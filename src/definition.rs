//! JSON pipeline definitions: a declarative list of nodes replayed through the
//! pipeline builder in the order they are written.
//!
//! ```json
//! {"nodes": [
//!   {"name": "src", "kind": "stream"},
//!   {"name": "logins", "kind": "from", "parents": ["src"], "measurement": "logins"},
//!   {"name": "logouts", "kind": "from", "parents": ["src"], "measurement": "logouts"},
//!   {"name": "all", "kind": "union", "parents": ["logins", "logouts"], "rename": "user_actions"}
//! ]}
//! ```

use std::collections::BTreeMap;
use std::sync::Arc;

use serde::{Deserialize, Serialize};
use tracing::{debug, instrument};

use crate::duration::parse_duration;
use crate::error::{PipelineError, Result};
use crate::nodes::{FromNode, UnionNode, WindowNode};
use crate::pipeline::Pipeline;
use crate::types::{IdAllocator, NodeId};

/// Ordered node declarations.
#[derive(Debug, Clone, Default, PartialEq, Serialize, Deserialize)]
pub struct PipelineDefinition {
  pub nodes: Vec<NodeDefinition>,
}

/// One declared node. Parents must be declared before it.
///
/// Fields a kind does not know are rejected rather than dropped, so a
/// misspelled `measurment` fails the load instead of rendering `''`.
#[derive(Debug, Clone, PartialEq, Serialize, Deserialize)]
#[serde(from = "RawNode")]
pub struct NodeDefinition {
  pub name: String,
  #[serde(default)]
  pub parents: Vec<String>,
  #[serde(flatten)]
  pub kind: NodeKind,
}

/// Node kind plus its configuration.
#[derive(Debug, Clone, PartialEq, Serialize, Deserialize)]
#[serde(tag = "kind", rename_all = "snake_case")]
pub enum NodeKind {
  Stream,
  Batch,
  From {
    #[serde(default)]
    database: String,
    #[serde(default, rename = "retentionPolicy")]
    retention_policy: String,
    #[serde(default)]
    measurement: String,
    #[serde(default, rename = "groupBy")]
    group_by: Vec<String>,
  },
  Where {
    lambda: String,
  },
  Window {
    #[serde(default)]
    period: Option<String>,
    #[serde(default)]
    every: Option<String>,
    #[serde(default)]
    align: bool,
  },
  /// The first parent is the receiver; the rest are unioned with it.
  Union {
    #[serde(default)]
    rename: String,
  },
}

/// Strict wire shape of a [NodeDefinition]. serde cannot combine `flatten`
/// with `deny_unknown_fields`, so `name`/`parents` are repeated per kind.
#[derive(Deserialize)]
#[serde(tag = "kind", rename_all = "snake_case", deny_unknown_fields)]
enum RawNode {
  Stream {
    name: String,
    #[serde(default)]
    parents: Vec<String>,
  },
  Batch {
    name: String,
    #[serde(default)]
    parents: Vec<String>,
  },
  From {
    name: String,
    #[serde(default)]
    parents: Vec<String>,
    #[serde(default)]
    database: String,
    #[serde(default, rename = "retentionPolicy")]
    retention_policy: String,
    #[serde(default)]
    measurement: String,
    #[serde(default, rename = "groupBy")]
    group_by: Vec<String>,
  },
  Where {
    name: String,
    #[serde(default)]
    parents: Vec<String>,
    lambda: String,
  },
  Window {
    name: String,
    #[serde(default)]
    parents: Vec<String>,
    #[serde(default)]
    period: Option<String>,
    #[serde(default)]
    every: Option<String>,
    #[serde(default)]
    align: bool,
  },
  Union {
    name: String,
    #[serde(default)]
    parents: Vec<String>,
    #[serde(default)]
    rename: String,
  },
}

impl From<RawNode> for NodeDefinition {
  fn from(raw: RawNode) -> Self {
    let (name, parents, kind) = match raw {
      RawNode::Stream { name, parents } => (name, parents, NodeKind::Stream),
      RawNode::Batch { name, parents } => (name, parents, NodeKind::Batch),
      RawNode::From {
        name,
        parents,
        database,
        retention_policy,
        measurement,
        group_by,
      } => (
        name,
        parents,
        NodeKind::From {
          database,
          retention_policy,
          measurement,
          group_by,
        },
      ),
      RawNode::Where {
        name,
        parents,
        lambda,
      } => (name, parents, NodeKind::Where { lambda }),
      RawNode::Window {
        name,
        parents,
        period,
        every,
        align,
      } => (
        name,
        parents,
        NodeKind::Window {
          period,
          every,
          align,
        },
      ),
      RawNode::Union {
        name,
        parents,
        rename,
      } => (name, parents, NodeKind::Union { rename }),
    };
    NodeDefinition {
      name,
      parents,
      kind,
    }
  }
}

/// A pipeline built from a definition, with its declared names.
#[derive(Debug)]
pub struct BuiltPipeline {
  pub pipeline: Pipeline,
  pub names: BTreeMap<String, NodeId>,
}

impl BuiltPipeline {
  /// Id of the node declared as `name`.
  pub fn id(&self, name: &str) -> Result<NodeId> {
    self
      .names
      .get(name)
      .copied()
      .ok_or_else(|| PipelineError::Definition(format!("no node named '{}'", name)))
  }
}

fn expect_parents(def: &NodeDefinition, kind: &str, min: usize, max: usize) -> Result<()> {
  let n = def.parents.len();
  if n < min || n > max {
    let wanted = if min == max {
      format!("{}", min)
    } else {
      format!("at least {}", min)
    };
    return Err(PipelineError::Definition(format!(
      "{} node '{}' needs {} parent(s), got {}",
      kind, def.name, wanted, n
    )));
  }
  Ok(())
}

impl PipelineDefinition {
  pub fn from_json(text: &str) -> Result<Self> {
    serde_json::from_str(text).map_err(|e| PipelineError::Definition(e.to_string()))
  }

  /// Builds with a fresh allocator starting at 0.
  pub fn build(&self) -> Result<BuiltPipeline> {
    self.build_with(Arc::new(IdAllocator::new()))
  }

  #[instrument(level = "trace", skip(self, ids), fields(nodes = self.nodes.len()))]
  pub fn build_with(&self, ids: Arc<IdAllocator>) -> Result<BuiltPipeline> {
    let mut pipeline = Pipeline::with_allocator(ids);
    let mut names: BTreeMap<String, NodeId> = BTreeMap::new();

    for def in &self.nodes {
      if names.contains_key(&def.name) {
        return Err(PipelineError::Definition(format!(
          "node '{}' declared twice",
          def.name
        )));
      }
      let parents = def
        .parents
        .iter()
        .map(|p| {
          names.get(p).copied().ok_or_else(|| {
            PipelineError::Definition(format!(
              "node '{}' references unknown parent '{}'",
              def.name, p
            ))
          })
        })
        .collect::<Result<Vec<_>>>()?;

      let id = match &def.kind {
        NodeKind::Stream => {
          expect_parents(def, "stream", 0, 0)?;
          pipeline.stream()?
        }
        NodeKind::Batch => {
          expect_parents(def, "batch", 0, 0)?;
          pipeline.batch()?
        }
        NodeKind::From {
          database,
          retention_policy,
          measurement,
          group_by,
        } => {
          expect_parents(def, "from", 1, 1)?;
          let id = pipeline.from(parents[0])?;
          pipeline.configure(id, |f: &mut FromNode| {
            f.database(database.as_str())
              .retention_policy(retention_policy.as_str())
              .measurement(measurement.as_str())
              .group_by(group_by.iter().cloned());
          })?;
          id
        }
        NodeKind::Where { lambda } => {
          expect_parents(def, "where", 1, 1)?;
          pipeline.where_(parents[0], lambda.as_str())?
        }
        NodeKind::Window {
          period,
          every,
          align,
        } => {
          expect_parents(def, "window", 1, 1)?;
          let period = period.as_deref().map(parse_duration).transpose()?;
          let every = every.as_deref().map(parse_duration).transpose()?;
          let id = pipeline.window(parents[0])?;
          pipeline.configure(id, |w: &mut WindowNode| {
            if let Some(period) = period {
              w.period(period);
            }
            if let Some(every) = every {
              w.every(every);
            }
            if *align {
              w.align();
            }
          })?;
          id
        }
        NodeKind::Union { rename } => {
          expect_parents(def, "union", 1, usize::MAX)?;
          let id = pipeline.union(parents[0], &parents[1..])?;
          pipeline.configure(id, |u: &mut UnionNode| {
            u.rename(rename.as_str());
          })?;
          id
        }
      };
      debug!(name = %def.name, node = %id, "declared");
      names.insert(def.name.clone(), id);
    }

    Ok(BuiltPipeline { pipeline, names })
  }
}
----
- [Task brief] Which lines in the data above hold the word "logouts"? Return each of them.

- [Answer below]
//!   {"name": "logouts", "kind": "from", "parents": ["src"], "measurement": "logouts"},
//!   {"name": "all", "kind": "union", "parents": ["logins", "logouts"], "rename": "user_actions"}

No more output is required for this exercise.